The defendant was accused by information of the crime of murder. He was arraigned and pleaded not guilty, and the cause was set for trial. On the day set, September 4, 1884, the defendant by his counsel moved the court for leave to withdraw his plea of not guilty, and offered to plead nolo contendere. The motion was objected to by the district attorney, and was denied by the court. The defendant then asked leave to withdraw his plea of not guilty, which motion was granted. The defendant then pleaded guilty. Thereupon the court proceeded to hear evidence for the purpose of fixing the degree of the crime. Witnesses were examined, as well those offered by the defendant as for the prosecution -- some thirty in all. After hearing the evidence, the court fixed the degree of the crime to be murder in the first degree, and set September 11, 1884, as the day on which the punishment should be determined. On that day, the court, referring to section 190 of the Penal Code, and to the testimony which had been taken, declared to the defendant that the discretion to be exercised by the court, as to whether the punishment should be death or imprisonment for life, was the same as that to be exercised by a jury determining the same question, and that, "from the evidence in this case I can find no circumstances of mitigation, but many of aggravation; the fact that your passions were inflamed with strong drink can furnish no extenuation. I must therefore adjudge that you be taken hence by the sheriff of this county to its county jail, where you will be by him retained until at a time and place to be hereafter d etermined by the court you will be hanged by [7 P. 261] the neck until you are dead."

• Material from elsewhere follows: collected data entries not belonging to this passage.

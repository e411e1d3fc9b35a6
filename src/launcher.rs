// SPDX-License-Identifier: GPL-3.0-or-later
// Copyright (C) 2026 Mark Wells <contact@markwells.dev>

//! Ensuring a server instance exists.
//!
//! ```text
//! NoServer -> Launching -> LaunchedWaiting -> LaunchConfirmedOrAssumed
//! ```
//!
//! A remembered address that passes the liveness check goes straight to
//! `LaunchConfirmedOrAssumed`. Otherwise a launch template is resolved, a
//! fresh address allocated, and the rendered command spawned in
//! fire-and-detach mode. There is no handshake with the new server: the
//! launch wait doubles as a startup grace period and later directives
//! tolerate a server that is still coming up.

use std::fmt;
use std::path::{Path, PathBuf};

use tracing::{debug, error, info};

use crate::config::{Config, LaunchTemplate};
use crate::dispatch::CursorPosition;
use crate::error::{HandoffError, Result};
use crate::platform::{PlatformOps, ServerAddress};
use crate::process::{ProcessHandle, SpawnOptions, WaitMode, WaitOutcome};
use crate::state::StateStore;
use crate::template::{self, Bindings};

/// Launch progress.
#[derive(Debug, Clone, Copy, PartialEq, Eq)]
pub enum LaunchState {
    /// No reachable server.
    NoServer,
    /// Spawning the launch command.
    Launching,
    /// Spawned; waiting out the startup grace period.
    LaunchedWaiting,
    /// A server is assumed to be listening.
    LaunchConfirmedOrAssumed,
}

impl fmt::Display for LaunchState {
    fn fmt(&self, f: &mut fmt::Formatter<'_>) -> fmt::Result {
        f.write_str(match self {
            Self::NoServer => "no-server",
            Self::Launching => "launching",
            Self::LaunchedWaiting => "launched-waiting",
            Self::LaunchConfirmedOrAssumed => "confirmed-or-assumed",
        })
    }
}

/// A server that directives can be sent to.
#[derive(Debug, Clone, PartialEq, Eq)]
pub struct EnsuredServer {
    /// Where it listens.
    pub address: ServerAddress,
    /// Whether this call launched it.
    pub launched: bool,
    /// Whether the launch command already carried the file to open.
    pub carried_file: bool,
    /// Host process id, when known.
    pub pid: Option<u32>,
    /// Whether the server is recorded in the state file, so later
    /// invocations can find it.
    pub remembered: bool,
}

Thereupon, and before the clerk had entered the judgment in the record, the defendant's attorney moved the court to permit the defendant to withdraw the plea of guilty, and to plead not guilty, on the ground that the defendant had been misled in withdrawing his plea of not guilty, and pleading guilty. The reasons given in the record why the defendant deemed himself misled in pleading guilty were because his father, a deputy sheriff, and his attorney, expressed to him the belief that if he pleaded not guilty and was tried by a jury, the jury would find him guilty, and affix the death penalty; whereas, if he pleaded guilty, they believed the court might, in the exercise of its judgment, fix the punishment at imprisonment for life.
We see no error. The defendant, with his own knowledge of what he had done, with the concurrence of his attorney and such others as he sought advice of, pleaded guilty to the charge; the court, in compliance with section 1192 of the Penal Code, determined the degree, and, after hearing evidence, determined, in compliance with section 190 of the Penal Code, the punishment. All the proceedings seem to have been according to law. Not until after the court had performed its duty of fixing the punishment did the defendant express any desire to reconsider his plea of guilty.
The point that the defendant could not, by pleading guilty, waive a trial by jury, is answered adversely to him by the decision in People v. Noll , 20 Cal. 164
The judgment and the orders appealed from are affirmed, and the cause is remanded to the Superior Court of Los Angeles County, with directions to proceed according to law in carrying the sentence into execution.